→ **Directions**
An exact restatement of every record is required.

→ **Listed records**
//! Browser-rendered extraction for URLs the fast path could not resolve.
//!
//! Reads the same JSON-LD block the fast path looks for, through a pooled
//! browser session, and parses it with the same parser, so a recovered job
//! is indistinguishable from one extracted directly. When the block is
//! absent the visible title and description nodes are used instead.

use futures::stream::{self, Stream, StreamExt};
use tracing::{debug, info, warn, Instrument};
use url::Url;

use crate::context::RunContext;
use crate::error::{CrawlError, CrawlResult};
use crate::jsonld;
use crate::session::SessionPool;
use crate::traits::browser::{BrowserLauncher, BrowserSession};
use crate::types::config::FallbackConfig;
use crate::types::job::{EmploymentType, ExtractedJob};
use crate::types::outcome::ExtractionOutcome;

/// Requisition id from a Workday detail URL.
///
/// Workday paths end in `<Title>_<REQ-ID>`, e.g.
/// `/job/Minneapolis/Data-Analyst_R12345` gives `R12345`.
pub fn job_id_from_url(url: &str) -> Option<String> {
    let parsed = Url::parse(url).ok()?;
    let last = parsed.path_segments()?.rfind(|s| !s.is_empty())?;
    let (_, id) = last.rsplit_once('_')?;
    let valid = !id.is_empty() && id.chars().all(|c| c.is_ascii_alphanumeric() || c == '-');
    valid.then(|| id.to_string())
}

fn non_empty(text: Option<String>) -> Option<String> {
    text.map(|t| t.trim().to_string()).filter(|t| !t.is_empty())
}

/// Renders detail pages in pooled browser sessions.
#[derive(Debug, Clone, Default)]
pub struct RenderFallback {
    config: FallbackConfig,
}

impl RenderFallback {
    pub fn new(config: FallbackConfig) -> Self {
        Self { config }
    }

    /// Render one URL. `prior` is why the fast path gave up on it and is
    /// kept in the reason chain if rendering fails too.
    pub async fn render<L: BrowserLauncher>(
        &self,
        pool: &SessionPool<L>,
        url: &str,
        prior: &str,
    ) -> ExtractionOutcome {
        let mut lease = match pool.acquire().await {
            Ok(lease) => lease,
            Err(e) => {
                warn!(url = %url, error = %e, "No browser session for fallback");
                return ExtractionOutcome::Failed(format!("{}; fallback: {}", prior, e));
            }
        };

        match self.render_with(&mut *lease, url).await {
            Ok(job) => {
                info!(url = %url, job_id = %job.job_id, "Fallback recovered job");
                ExtractionOutcome::Success(job)
            }
            Err(e) => {
                warn!(url = %url, error = %e, "Fallback failed, discarding session");
                lease.discard().await;
                ExtractionOutcome::Failed(format!("{}; fallback: {}", prior, e))
            }
        }
    }

    async fn render_with<S: BrowserSession>(
        &self,
        session: &mut S,
        url: &str,
    ) -> CrawlResult<ExtractedJob> {
        let selectors = &self.config.selectors;

        session.navigate(url).await?;
        let title_rendered = session
            .wait_for_selector(&selectors.title, self.config.render_timeout)
            .await?;

        let blocks = session.read_texts(&selectors.json_ld).await?;
        if !blocks.is_empty() {
            match jsonld::parse_job_posting(blocks.iter().map(String::as_str), url) {
                Ok(job) => return Ok(job),
                Err(e) => debug!(url = %url, error = %e, "Rendered JSON-LD unusable, reading DOM"),
            }
        }

        if !title_rendered {
            return Err(CrawlError::RenderFailure {
                url: url.to_string(),
                reason: "no structured data and title never rendered".to_string(),
            });
        }
        self.read_dom(session, url).await
    }

    /// Degraded extraction from visible nodes.
    async fn read_dom<S: BrowserSession>(&self, session: &mut S, url: &str) -> CrawlResult<ExtractedJob> {
        let selectors = &self.config.selectors;
        let failure = |reason: &str| CrawlError::RenderFailure {
            url: url.to_string(),
            reason: reason.to_string(),
        };

        let title = non_empty(session.read_text(&selectors.title).await?)
            .ok_or_else(|| failure("title node is empty"))?;
        let job_id = job_id_from_url(url).ok_or_else(|| failure("no requisition id in URL"))?;
        let description = non_empty(session.read_text(&selectors.description).await?);
        let location = match &selectors.location {
            Some(selector) => non_empty(session.read_text(selector).await?),
            None => None,
        };

        Ok(ExtractedJob {
            job_id,
            title,
            description,
            date_posted: None,
            employment_type: EmploymentType::Unspecified,
            location,
            hiring_organization: None,
            url: url.to_string(),
        })
    }

    /// Render `(url, prior reason)` pairs, one per available session.
    pub fn render_stream<'a, L: BrowserLauncher>(
        &'a self,
        pool: &'a SessionPool<L>,
        urls: Vec<(String, String)>,
        ctx: &RunContext,
    ) -> impl Stream<Item = (String, ExtractionOutcome)> + 'a {
        let span = ctx.span();
        let width = pool.config().max_sessions.max(1);
        stream::iter(urls)
            .map(move |(url, prior)| {
                async move {
                    let outcome = self.render(pool, &url, &prior).await;
                    (url, outcome)
                }
                .instrument(span.clone())
            })
            .buffer_unordered(width)
    }
}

→ **Answer area**
//! Browser-rendered extraction for URLs the fast path could not resolve.
//!
//! Reads the same JSON-LD block the fast path looks for, through a pooled
//! browser session, and parses it with the same parser, so a recovered job
//! is indistinguishable from one extracted directly. When the block is
//! absent the visible title and description nodes are used instead.

use futures::stream::{self, Stream, StreamExt};
use tracing::{debug, info, warn, Instrument};
use url::Url;

use crate::context::RunContext;
use crate::error::{CrawlError, CrawlResult};
use crate::jsonld;
use crate::session::SessionPool;
use crate::traits::browser::{BrowserLauncher, BrowserSession};
use crate::types::config::FallbackConfig;
use crate::types::job::{EmploymentType, ExtractedJob};
use crate::types::outcome::ExtractionOutcome;

/// Requisition id from a Workday detail URL.
///
/// Workday paths end in `<Title>_<REQ-ID>`, e.g.
/// `/job/Minneapolis/Data-Analyst_R12345` gives `R12345`.
pub fn job_id_from_url(url: &str) -> Option<String> {
    let parsed = Url::parse(url).ok()?;
    let last = parsed.path_segments()?.rfind(|s| !s.is_empty())?;
    let (_, id) = last.rsplit_once('_')?;
    let valid = !id.is_empty() && id.chars().all(|c| c.is_ascii_alphanumeric() || c == '-');
    valid.then(|| id.to_string())
}

fn non_empty(text: Option<String>) -> Option<String> {
    text.map(|t| t.trim().to_string()).filter(|t| !t.is_empty())
}

/// Renders detail pages in pooled browser sessions.
#[derive(Debug, Clone, Default)]
pub struct RenderFallback {
    config: FallbackConfig,
}

impl RenderFallback {
    pub fn new(config: FallbackConfig) -> Self {
        Self { config }
    }

    /// Render one URL. `prior` is why the fast path gave up on it and is
    /// kept in the reason chain if rendering fails too.
    pub async fn render<L: BrowserLauncher>(
        &self,
        pool: &SessionPool<L>,
        url: &str,
        prior: &str,
    ) -> ExtractionOutcome {
        let mut lease = match pool.acquire().await {
            Ok(lease) => lease,
            Err(e) => {
                warn!(url = %url, error = %e, "No browser session for fallback");
                return ExtractionOutcome::Failed(format!("{}; fallback: {}", prior, e));
            }
        };

        match self.render_with(&mut *lease, url).await {
            Ok(job) => {
                info!(url = %url, job_id = %job.job_id, "Fallback recovered job");
                ExtractionOutcome::Success(job)
            }
            Err(e) => {
                warn!(url = %url, error = %e, "Fallback failed, discarding session");
                lease.discard().await;
                ExtractionOutcome::Failed(format!("{}; fallback: {}", prior, e))
            }
        }
    }

    async fn render_with<S: BrowserSession>(
        &self,
        session: &mut S,
        url: &str,
    ) -> CrawlResult<ExtractedJob> {
        let selectors = &self.config.selectors;

        session.navigate(url).await?;
        let title_rendered = session
            .wait_for_selector(&selectors.title, self.config.render_timeout)
            .await?;

        let blocks = session.read_texts(&selectors.json_ld).await?;
        if !blocks.is_empty() {
            match jsonld::parse_job_posting(blocks.iter().map(String::as_str), url) {
                Ok(job) => return Ok(job),
                Err(e) => debug!(url = %url, error = %e, "Rendered JSON-LD unusable, reading DOM"),
            }
        }

        if !title_rendered {
            return Err(CrawlError::RenderFailure {
                url: url.to_string(),
                reason: "no structured data and title never rendered".to_string(),
            });
        }
        self.read_dom(session, url).await
    }

    /// Degraded extraction from visible nodes.
    async fn read_dom<S: BrowserSession>(&self, session: &mut S, url: &str) -> CrawlResult<ExtractedJob> {
        let selectors = &self.config.selectors;
        let failure = |reason: &str| CrawlError::RenderFailure {
            url: url.to_string(),
            reason: reason.to_string(),
        };

        let title = non_empty(session.read_text(&selectors.title).await?)
            .ok_or_else(|| failure("title node is empty"))?;
        let job_id = job_id_from_url(url).ok_or_else(|| failure("no requisition id in URL"))?;
        let description = non_empty(session.read_text(&selectors.description).await?);
        let location = match &selectors.location {
            Some(selector) => non_empty(session.read_text(selector).await?),
            None => None,
        };

        Ok(ExtractedJob {
            job_id,
            title,
            description,
            date_posted: None,
            employment_type: EmploymentType::Unspecified,
            location,
            hiring_organization: None,
            url: url.to_string(),
        })
    }

    /// Render `(url, prior reason)` pairs, one per available session.
    pub fn render_stream<'a, L: BrowserLauncher>(
        &'a self,
        pool: &'a SessionPool<L>,
        urls: Vec<(String, String)>,
        ctx: &RunContext,
    ) -> impl Stream<Item = (String, ExtractionOutcome)> + 'a {
        let span = ctx.span();
        let width = pool.config().max_sessions.max(1);
        stream::iter(urls)
            .map(move |(url, prior)| {
                async move {
                    let outcome = self.render(pool, &url, &prior).await;
                    (url, outcome)
                }
                .instrument(span.clone())
            })
            .buffer_unordered(width)
    }
}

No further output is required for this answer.